## DATASET CONTENT
----------------

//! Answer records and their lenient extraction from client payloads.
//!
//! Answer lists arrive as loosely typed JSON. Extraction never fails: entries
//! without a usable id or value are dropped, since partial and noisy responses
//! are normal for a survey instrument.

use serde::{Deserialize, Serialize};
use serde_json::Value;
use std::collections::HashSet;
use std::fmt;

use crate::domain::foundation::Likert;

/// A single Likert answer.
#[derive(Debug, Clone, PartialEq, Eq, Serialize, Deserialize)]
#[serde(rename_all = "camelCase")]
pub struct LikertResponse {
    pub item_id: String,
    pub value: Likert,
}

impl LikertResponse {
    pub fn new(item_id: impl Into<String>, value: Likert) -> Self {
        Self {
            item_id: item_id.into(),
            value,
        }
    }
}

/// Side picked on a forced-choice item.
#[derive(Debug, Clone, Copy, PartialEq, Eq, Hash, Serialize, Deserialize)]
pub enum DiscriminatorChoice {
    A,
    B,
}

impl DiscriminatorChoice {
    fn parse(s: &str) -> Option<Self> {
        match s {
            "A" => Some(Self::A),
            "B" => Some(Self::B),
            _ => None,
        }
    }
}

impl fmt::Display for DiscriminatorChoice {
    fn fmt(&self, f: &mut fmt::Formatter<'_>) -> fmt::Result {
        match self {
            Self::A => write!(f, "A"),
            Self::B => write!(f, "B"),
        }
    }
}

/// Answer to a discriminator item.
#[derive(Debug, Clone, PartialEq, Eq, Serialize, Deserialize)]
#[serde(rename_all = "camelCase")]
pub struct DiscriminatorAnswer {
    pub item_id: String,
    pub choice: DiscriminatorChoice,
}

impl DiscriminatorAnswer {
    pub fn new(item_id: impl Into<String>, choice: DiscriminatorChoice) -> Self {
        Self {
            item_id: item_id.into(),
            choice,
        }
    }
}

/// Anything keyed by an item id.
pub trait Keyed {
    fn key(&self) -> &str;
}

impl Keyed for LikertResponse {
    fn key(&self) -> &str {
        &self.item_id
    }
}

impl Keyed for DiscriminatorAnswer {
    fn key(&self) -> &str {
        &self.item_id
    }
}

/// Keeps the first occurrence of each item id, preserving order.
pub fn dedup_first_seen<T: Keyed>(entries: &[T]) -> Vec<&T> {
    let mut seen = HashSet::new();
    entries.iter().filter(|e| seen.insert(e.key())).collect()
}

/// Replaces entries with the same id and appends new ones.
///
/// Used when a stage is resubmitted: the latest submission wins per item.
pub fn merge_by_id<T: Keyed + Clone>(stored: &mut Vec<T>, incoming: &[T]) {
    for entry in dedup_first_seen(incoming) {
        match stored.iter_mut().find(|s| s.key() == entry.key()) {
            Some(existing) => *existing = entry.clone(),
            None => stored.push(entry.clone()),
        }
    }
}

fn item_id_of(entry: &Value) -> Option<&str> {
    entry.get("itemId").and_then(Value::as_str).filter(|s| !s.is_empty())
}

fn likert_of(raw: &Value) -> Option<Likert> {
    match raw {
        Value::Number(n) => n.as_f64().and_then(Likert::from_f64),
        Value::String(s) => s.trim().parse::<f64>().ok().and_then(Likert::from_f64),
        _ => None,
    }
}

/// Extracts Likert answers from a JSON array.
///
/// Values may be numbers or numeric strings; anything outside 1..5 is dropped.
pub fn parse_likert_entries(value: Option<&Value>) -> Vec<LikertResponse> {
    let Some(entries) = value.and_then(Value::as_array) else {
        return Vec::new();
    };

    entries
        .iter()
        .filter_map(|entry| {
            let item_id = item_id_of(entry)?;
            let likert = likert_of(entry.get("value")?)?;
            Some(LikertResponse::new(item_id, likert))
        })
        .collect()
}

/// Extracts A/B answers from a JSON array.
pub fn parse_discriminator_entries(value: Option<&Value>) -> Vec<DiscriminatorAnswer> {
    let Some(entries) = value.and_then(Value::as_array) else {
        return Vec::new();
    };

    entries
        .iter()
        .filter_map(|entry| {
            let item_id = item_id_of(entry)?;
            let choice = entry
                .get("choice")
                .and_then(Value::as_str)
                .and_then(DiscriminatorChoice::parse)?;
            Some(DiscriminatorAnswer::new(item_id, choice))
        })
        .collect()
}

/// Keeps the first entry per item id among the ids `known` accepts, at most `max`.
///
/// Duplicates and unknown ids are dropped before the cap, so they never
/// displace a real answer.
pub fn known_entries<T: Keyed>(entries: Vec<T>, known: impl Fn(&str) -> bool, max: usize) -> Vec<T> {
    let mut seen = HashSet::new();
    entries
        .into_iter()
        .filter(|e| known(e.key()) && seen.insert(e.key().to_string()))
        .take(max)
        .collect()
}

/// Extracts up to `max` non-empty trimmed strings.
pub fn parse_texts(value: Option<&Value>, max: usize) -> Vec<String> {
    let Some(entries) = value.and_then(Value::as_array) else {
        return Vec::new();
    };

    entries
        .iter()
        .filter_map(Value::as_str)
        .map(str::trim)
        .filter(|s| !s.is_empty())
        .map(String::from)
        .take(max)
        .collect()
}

----------------

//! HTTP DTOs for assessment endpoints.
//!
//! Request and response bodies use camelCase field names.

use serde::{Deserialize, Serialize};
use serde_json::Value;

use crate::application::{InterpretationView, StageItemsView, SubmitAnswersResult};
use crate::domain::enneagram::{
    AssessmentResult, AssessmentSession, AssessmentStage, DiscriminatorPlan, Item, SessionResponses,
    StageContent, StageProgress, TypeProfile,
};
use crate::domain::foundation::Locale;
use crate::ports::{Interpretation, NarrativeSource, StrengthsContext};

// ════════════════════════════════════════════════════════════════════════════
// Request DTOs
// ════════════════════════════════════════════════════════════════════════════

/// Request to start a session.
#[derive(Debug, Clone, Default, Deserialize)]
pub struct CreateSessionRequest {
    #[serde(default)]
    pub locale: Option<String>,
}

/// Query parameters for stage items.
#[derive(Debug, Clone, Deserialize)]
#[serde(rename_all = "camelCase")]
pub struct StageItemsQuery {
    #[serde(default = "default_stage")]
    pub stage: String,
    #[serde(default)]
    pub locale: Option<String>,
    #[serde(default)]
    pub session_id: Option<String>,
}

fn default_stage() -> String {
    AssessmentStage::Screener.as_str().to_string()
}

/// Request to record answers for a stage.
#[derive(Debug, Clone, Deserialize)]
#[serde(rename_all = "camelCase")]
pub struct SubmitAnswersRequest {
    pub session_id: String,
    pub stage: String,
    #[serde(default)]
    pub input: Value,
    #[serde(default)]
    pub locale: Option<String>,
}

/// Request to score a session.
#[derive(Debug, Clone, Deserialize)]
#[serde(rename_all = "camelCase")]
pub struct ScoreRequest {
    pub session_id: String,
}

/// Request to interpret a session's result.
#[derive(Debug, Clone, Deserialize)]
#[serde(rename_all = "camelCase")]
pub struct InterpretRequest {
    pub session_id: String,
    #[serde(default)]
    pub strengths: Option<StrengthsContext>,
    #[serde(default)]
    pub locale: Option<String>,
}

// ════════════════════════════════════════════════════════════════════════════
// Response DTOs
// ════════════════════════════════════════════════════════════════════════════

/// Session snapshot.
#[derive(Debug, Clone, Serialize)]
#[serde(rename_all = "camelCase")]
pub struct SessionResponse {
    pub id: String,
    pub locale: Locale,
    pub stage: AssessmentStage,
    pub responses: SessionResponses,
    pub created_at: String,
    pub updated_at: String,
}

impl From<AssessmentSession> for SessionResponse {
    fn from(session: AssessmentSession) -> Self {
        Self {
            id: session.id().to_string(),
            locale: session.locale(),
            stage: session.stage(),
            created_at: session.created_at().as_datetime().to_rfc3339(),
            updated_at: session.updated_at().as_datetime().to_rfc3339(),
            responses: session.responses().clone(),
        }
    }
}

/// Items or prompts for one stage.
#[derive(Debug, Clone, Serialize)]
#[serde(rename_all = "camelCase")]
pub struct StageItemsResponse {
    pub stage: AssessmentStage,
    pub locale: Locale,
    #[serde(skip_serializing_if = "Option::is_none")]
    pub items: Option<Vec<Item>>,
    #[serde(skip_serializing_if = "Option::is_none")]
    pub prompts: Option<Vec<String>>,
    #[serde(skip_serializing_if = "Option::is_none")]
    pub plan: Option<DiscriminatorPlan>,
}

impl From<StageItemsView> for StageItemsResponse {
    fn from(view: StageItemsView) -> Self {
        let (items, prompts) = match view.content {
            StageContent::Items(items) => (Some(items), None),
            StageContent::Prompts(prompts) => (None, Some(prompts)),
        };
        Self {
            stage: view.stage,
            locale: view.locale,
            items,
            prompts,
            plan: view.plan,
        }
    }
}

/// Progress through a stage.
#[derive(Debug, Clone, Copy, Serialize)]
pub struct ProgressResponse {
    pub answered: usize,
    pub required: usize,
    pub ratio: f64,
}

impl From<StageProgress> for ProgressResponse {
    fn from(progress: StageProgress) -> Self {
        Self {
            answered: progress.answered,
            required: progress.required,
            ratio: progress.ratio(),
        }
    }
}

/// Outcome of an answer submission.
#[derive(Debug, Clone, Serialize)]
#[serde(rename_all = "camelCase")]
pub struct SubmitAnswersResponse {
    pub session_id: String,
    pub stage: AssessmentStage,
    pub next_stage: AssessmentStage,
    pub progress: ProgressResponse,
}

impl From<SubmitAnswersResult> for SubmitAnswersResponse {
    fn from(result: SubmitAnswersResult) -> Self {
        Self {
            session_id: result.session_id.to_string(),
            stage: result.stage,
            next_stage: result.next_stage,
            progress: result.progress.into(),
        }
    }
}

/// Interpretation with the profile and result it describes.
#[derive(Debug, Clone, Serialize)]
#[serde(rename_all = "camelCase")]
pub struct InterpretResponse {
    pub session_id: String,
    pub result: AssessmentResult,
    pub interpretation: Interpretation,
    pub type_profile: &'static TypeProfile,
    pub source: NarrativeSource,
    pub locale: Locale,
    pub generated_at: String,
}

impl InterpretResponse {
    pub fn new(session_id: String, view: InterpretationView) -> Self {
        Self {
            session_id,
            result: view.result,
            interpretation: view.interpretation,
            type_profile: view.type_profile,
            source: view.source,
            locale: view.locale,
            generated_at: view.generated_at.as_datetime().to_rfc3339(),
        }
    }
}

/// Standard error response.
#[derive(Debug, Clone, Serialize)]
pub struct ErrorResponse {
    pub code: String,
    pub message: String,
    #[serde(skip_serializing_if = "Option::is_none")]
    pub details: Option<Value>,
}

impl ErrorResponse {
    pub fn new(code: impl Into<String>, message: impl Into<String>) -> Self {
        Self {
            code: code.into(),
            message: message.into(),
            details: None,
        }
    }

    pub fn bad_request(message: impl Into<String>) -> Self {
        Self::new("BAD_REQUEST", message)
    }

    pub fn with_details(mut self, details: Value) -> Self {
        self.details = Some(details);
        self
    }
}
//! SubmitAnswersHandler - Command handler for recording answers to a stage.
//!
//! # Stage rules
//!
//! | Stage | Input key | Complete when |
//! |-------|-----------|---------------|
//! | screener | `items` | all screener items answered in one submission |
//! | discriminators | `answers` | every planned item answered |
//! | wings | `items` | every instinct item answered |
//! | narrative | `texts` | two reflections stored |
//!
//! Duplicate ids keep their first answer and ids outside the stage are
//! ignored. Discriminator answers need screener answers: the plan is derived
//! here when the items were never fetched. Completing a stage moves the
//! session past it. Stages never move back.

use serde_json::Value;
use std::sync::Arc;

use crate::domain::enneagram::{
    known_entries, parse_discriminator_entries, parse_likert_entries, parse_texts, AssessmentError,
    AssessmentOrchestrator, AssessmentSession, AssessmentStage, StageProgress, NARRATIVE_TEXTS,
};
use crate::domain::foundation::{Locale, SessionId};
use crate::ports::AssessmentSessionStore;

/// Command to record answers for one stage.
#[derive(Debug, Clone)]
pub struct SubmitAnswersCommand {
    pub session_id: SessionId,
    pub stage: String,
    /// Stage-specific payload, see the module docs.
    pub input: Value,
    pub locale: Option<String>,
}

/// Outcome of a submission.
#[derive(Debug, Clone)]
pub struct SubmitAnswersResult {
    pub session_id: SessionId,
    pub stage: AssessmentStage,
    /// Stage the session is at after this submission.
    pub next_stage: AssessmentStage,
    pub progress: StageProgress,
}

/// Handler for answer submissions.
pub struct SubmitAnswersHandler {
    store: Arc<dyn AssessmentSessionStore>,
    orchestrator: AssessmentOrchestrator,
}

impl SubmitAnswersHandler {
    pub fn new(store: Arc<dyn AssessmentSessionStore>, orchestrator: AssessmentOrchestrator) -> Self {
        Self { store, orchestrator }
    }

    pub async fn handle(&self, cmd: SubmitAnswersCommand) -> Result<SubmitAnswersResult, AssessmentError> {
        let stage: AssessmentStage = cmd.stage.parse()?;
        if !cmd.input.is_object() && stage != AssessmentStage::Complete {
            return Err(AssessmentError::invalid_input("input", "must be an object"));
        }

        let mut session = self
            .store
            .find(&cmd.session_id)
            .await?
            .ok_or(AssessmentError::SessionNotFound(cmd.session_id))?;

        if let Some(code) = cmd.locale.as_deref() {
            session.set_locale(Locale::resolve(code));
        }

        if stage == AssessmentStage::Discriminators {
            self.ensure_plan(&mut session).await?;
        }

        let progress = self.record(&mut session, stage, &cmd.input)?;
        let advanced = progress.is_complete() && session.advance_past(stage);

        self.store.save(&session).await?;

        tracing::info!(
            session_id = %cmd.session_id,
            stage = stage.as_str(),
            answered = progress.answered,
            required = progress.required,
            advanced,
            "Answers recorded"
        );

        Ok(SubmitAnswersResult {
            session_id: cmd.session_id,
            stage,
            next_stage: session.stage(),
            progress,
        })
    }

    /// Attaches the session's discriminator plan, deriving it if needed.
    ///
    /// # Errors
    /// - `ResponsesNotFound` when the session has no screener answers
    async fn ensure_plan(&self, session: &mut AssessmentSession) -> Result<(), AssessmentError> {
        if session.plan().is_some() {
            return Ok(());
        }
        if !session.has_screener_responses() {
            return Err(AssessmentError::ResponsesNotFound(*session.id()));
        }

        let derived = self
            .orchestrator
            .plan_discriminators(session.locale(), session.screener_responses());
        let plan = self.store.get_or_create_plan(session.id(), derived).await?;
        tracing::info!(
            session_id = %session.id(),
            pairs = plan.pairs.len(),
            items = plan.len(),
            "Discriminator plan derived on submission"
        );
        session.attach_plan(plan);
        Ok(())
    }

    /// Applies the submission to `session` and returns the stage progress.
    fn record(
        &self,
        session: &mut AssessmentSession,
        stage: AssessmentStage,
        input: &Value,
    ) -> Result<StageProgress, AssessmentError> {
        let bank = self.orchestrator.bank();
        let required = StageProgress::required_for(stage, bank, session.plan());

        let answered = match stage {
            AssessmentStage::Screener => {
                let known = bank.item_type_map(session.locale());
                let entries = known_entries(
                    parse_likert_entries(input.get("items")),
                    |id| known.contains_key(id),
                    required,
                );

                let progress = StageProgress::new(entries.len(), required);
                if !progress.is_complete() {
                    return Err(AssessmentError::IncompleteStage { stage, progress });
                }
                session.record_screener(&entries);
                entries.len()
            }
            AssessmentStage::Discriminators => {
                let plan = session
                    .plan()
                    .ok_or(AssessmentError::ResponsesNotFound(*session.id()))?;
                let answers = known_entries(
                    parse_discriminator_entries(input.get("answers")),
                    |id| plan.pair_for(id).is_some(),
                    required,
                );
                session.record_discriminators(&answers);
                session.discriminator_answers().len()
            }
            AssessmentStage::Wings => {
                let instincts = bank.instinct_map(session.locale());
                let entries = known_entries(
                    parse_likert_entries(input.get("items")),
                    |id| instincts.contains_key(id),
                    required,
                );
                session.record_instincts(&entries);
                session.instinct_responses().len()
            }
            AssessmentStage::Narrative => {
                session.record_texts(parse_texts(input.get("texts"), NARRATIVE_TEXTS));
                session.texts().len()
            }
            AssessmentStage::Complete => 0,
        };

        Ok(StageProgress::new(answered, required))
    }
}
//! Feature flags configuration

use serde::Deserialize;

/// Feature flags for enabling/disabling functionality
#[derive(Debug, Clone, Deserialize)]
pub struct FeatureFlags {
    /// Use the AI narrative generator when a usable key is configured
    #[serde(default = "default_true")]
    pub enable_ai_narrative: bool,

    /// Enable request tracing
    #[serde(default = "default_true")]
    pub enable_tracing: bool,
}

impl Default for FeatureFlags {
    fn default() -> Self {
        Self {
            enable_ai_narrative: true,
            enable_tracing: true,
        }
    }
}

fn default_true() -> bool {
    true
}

----------------

Determine how many lines in the records include the string "StrengthsContext". Only that number should be given.

2